Africans should be able to tell their stories in their languages.  

At a conference organized by the African Literature Association (ALA) in June 2017, Prof Boubacar Boris Diop opined that while there have been accomplishments within the last few decades concerning writing African literature in national languages, more needs to be done.

ALA is an independent, non-profit professional society open to scholars, teachers, and writers from every country.  The Association is dedicated to shaping the future of African literature.

Prof Diop, a visiting professor at AUN, is an influential contemporary African writer from Senegal.  He is known for his translation of African literary works, including screenplays, short stories, and novels, into his native Wolof.  His works have been described as a meditation on the human condition reflected in the tragedies and the hopes of the African continent.

Diop’s most popular work, Murambi, The Book of Bones, has been translated into five languages and adapted to stage play.  The Zimbabwe International Book Fair listed the novel as one of the 100 best African books of the 20th century.

At the four-day conference held at Yale University, Diop was one of the three keynote speakers on the theme “Africa and the World: Literature, Politics, and Global Geographies.”

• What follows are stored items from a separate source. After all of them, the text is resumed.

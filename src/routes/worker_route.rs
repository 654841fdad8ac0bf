use actix_web::web;
use crate::services::worker_service::process_queue;

pub fn worker_routes(cfg: &mut web::ServiceConfig) {
    cfg.service(
        web::scope("")
            .route("/queues/{queue}/process", web::get().to(process_queue))
    );
}
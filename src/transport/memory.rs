//! In-process transport with the service's delivery semantics.
//!
//! Used by the test-suite and for local runs without Redis. Queues must be
//! created up front with [`MemoryTransport::create_queue`]; FIFO queues fall
//! back to content-based deduplication when no deduplication id is sent.

use std::collections::{HashMap, HashSet};
use std::sync::Arc;
use std::time::Duration;

use async_trait::async_trait;
use tokio::sync::Mutex;
use tokio::time::{sleep, Instant};

use super::{
    check_batch_len, new_token, BatchFailure, DeleteBatchEntry, DeleteBatchOutput,
    ReceiveRequest, ReceivedMessage, SendBatchEntry, SendBatchOutput, SendBatchSuccess,
    SendMessageOutput, SendMessageRequest, Transport,
};
use crate::error::{TransportError, TransportResult};
use crate::utils::constants::{
    DEDUPLICATION_WINDOW_SECS, DEFAULT_VISIBILITY_TIMEOUT, FIFO_QUEUE_SUFFIX,
};
use crate::utils::md5_hex;

const URL_PREFIX: &str = "memory://queues/";
const LONG_POLL_INTERVAL: Duration = Duration::from_millis(50);
/// Receipt handles are `{message id}.{nonce}`; tokens never contain a dot.
const RECEIPT_SEPARATOR: char = '.';

#[derive(Debug)]
struct StoredMessage {
    message_id: String,
    body: String,
    md5_of_body: String,
    visible_at: Instant,
    receipt_handle: Option<String>,
}

#[derive(Debug, Default)]
struct QueueState {
    fifo: bool,
    /// Oldest first.
    messages: Vec<StoredMessage>,
    /// Deduplication id -> (message id, window end).
    dedup: HashMap<String, (String, Instant)>,
}

impl QueueState {
    fn enqueue(&mut self, message: SendMessageRequest) -> TransportResult<SendMessageOutput> {
        let md5_of_body = md5_hex(&message.body);
        let now = Instant::now();

        if self.fifo {
            if message.message_group_id.as_deref().map_or(true, str::is_empty) {
                return Err(TransportError::new(
                    "MissingParameter",
                    "the request must contain the parameter MessageGroupId",
                ));
            }

            let dedup_id = message
                .message_deduplication_id
                .clone()
                .unwrap_or_else(|| md5_of_body.clone());

            self.dedup.retain(|_, (_, until)| *until > now);
            if let Some((message_id, _)) = self.dedup.get(&dedup_id) {
                tracing::debug!(%dedup_id, "duplicate send inside deduplication window");
                return Ok(SendMessageOutput {
                    message_id: message_id.clone(),
                    md5_of_body,
                });
            }

            let message_id = new_token();
            self.dedup.insert(
                dedup_id,
                (
                    message_id.clone(),
                    now + Duration::from_secs(DEDUPLICATION_WINDOW_SECS),
                ),
            );
            self.push_stored(message_id, message, md5_of_body, now)
        } else {
            self.push_stored(new_token(), message, md5_of_body, now)
        }
    }

    fn push_stored(
        &mut self,
        message_id: String,
        message: SendMessageRequest,
        md5_of_body: String,
        now: Instant,
    ) -> TransportResult<SendMessageOutput> {
        let delay = Duration::from_secs(u64::from(message.delay_seconds.unwrap_or(0)));
        self.messages.push(StoredMessage {
            message_id: message_id.clone(),
            body: message.body,
            md5_of_body: md5_of_body.clone(),
            visible_at: now + delay,
            receipt_handle: None,
        });
        Ok(SendMessageOutput {
            message_id,
            md5_of_body,
        })
    }

    fn take_visible(&mut self, max: usize, visibility: Duration) -> Vec<ReceivedMessage> {
        let now = Instant::now();
        let mut received = Vec::new();

        for stored in self.messages.iter_mut().filter(|m| m.visible_at <= now) {
            if received.len() == max {
                break;
            }
            let receipt_handle = format!("{}{RECEIPT_SEPARATOR}{}", stored.message_id, new_token());
            stored.visible_at = now + visibility;
            stored.receipt_handle = Some(receipt_handle.clone());

            received.push(ReceivedMessage {
                body: stored.body.clone(),
                message_id: stored.message_id.clone(),
                receipt_handle,
                md5_of_body: stored.md5_of_body.clone(),
            });
        }

        received
    }

    /// Handles from an earlier delivery, or for a message that is already
    /// gone, are accepted and change nothing.
    fn remove(&mut self, receipt_handle: &str) -> TransportResult<()> {
        let message_id = receipt_message_id(receipt_handle).ok_or_else(|| {
            TransportError::new(
                "ReceiptHandleIsInvalid",
                format!("the receipt handle '{receipt_handle}' is not valid for this queue"),
            )
        })?;

        self.messages.retain(|m| {
            m.message_id != message_id || m.receipt_handle.as_deref() != Some(receipt_handle)
        });
        Ok(())
    }
}

/// In-memory [`Transport`].
#[derive(Clone, Default)]
pub struct MemoryTransport {
    queues: Arc<Mutex<HashMap<String, QueueState>>>,
}

impl MemoryTransport {
    pub fn new() -> Self {
        Self::default()
    }

    /// Create a queue (no-op if it exists) and return its URL.
    pub async fn create_queue(&self, name: &str) -> String {
        let url = queue_url(name);
        let mut queues = self.queues.lock().await;
        queues.entry(url.clone()).or_insert_with(|| QueueState {
            fifo: name.ends_with(FIFO_QUEUE_SUFFIX),
            ..QueueState::default()
        });
        url
    }

    /// Messages stored in the queue, in flight or not.
    pub async fn len(&self, name: &str) -> usize {
        let queues = self.queues.lock().await;
        queues
            .get(&queue_url(name))
            .map_or(0, |state| state.messages.len())
    }

    pub async fn is_empty(&self, name: &str) -> bool {
        self.len(name).await == 0
    }
}

fn queue_url(name: &str) -> String {
    format!("{URL_PREFIX}{name}")
}

fn non_existent(queue_url: &str) -> TransportError {
    TransportError::new(
        "AWS.SimpleQueueService.NonExistentQueue",
        format!("the specified queue does not exist: {queue_url}"),
    )
}

fn receipt_message_id(receipt_handle: &str) -> Option<&str> {
    match receipt_handle.split_once(RECEIPT_SEPARATOR) {
        Some((message_id, nonce)) if !message_id.is_empty() && !nonce.is_empty() => {
            Some(message_id)
        }
        _ => None,
    }
}

fn check_distinct_ids<'a>(ids: impl Iterator<Item = &'a str>) -> TransportResult<()> {
    let mut seen = HashSet::new();
    for id in ids {
        if !seen.insert(id) {
            return Err(TransportError::new(
                "AWS.SimpleQueueService.BatchEntryIdsNotDistinct",
                format!("two or more batch entries have the id '{id}'"),
            ));
        }
    }
    Ok(())
}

There have been many advocates of African literature in the native tongue.  Diop recognized the role of Cheikh Anta Diop as one of the pioneers who made the advances possible.  This historian has demonstrated that Africa was the cradle of humanity.  “Cheikh Anta Diop’s most ardent desire was to keep Africa, the inventor of writing, from being the only continent that language and literature decisively turned their backs on.”

In his Yale address, Diop maintained that African writers who are willing to continue writing in their languages must recognize that setbacks will occur.  “The forces that tried to silence Cheikh Anta Diop will never put down their arms.  Our mental territory is still just as severely policed.”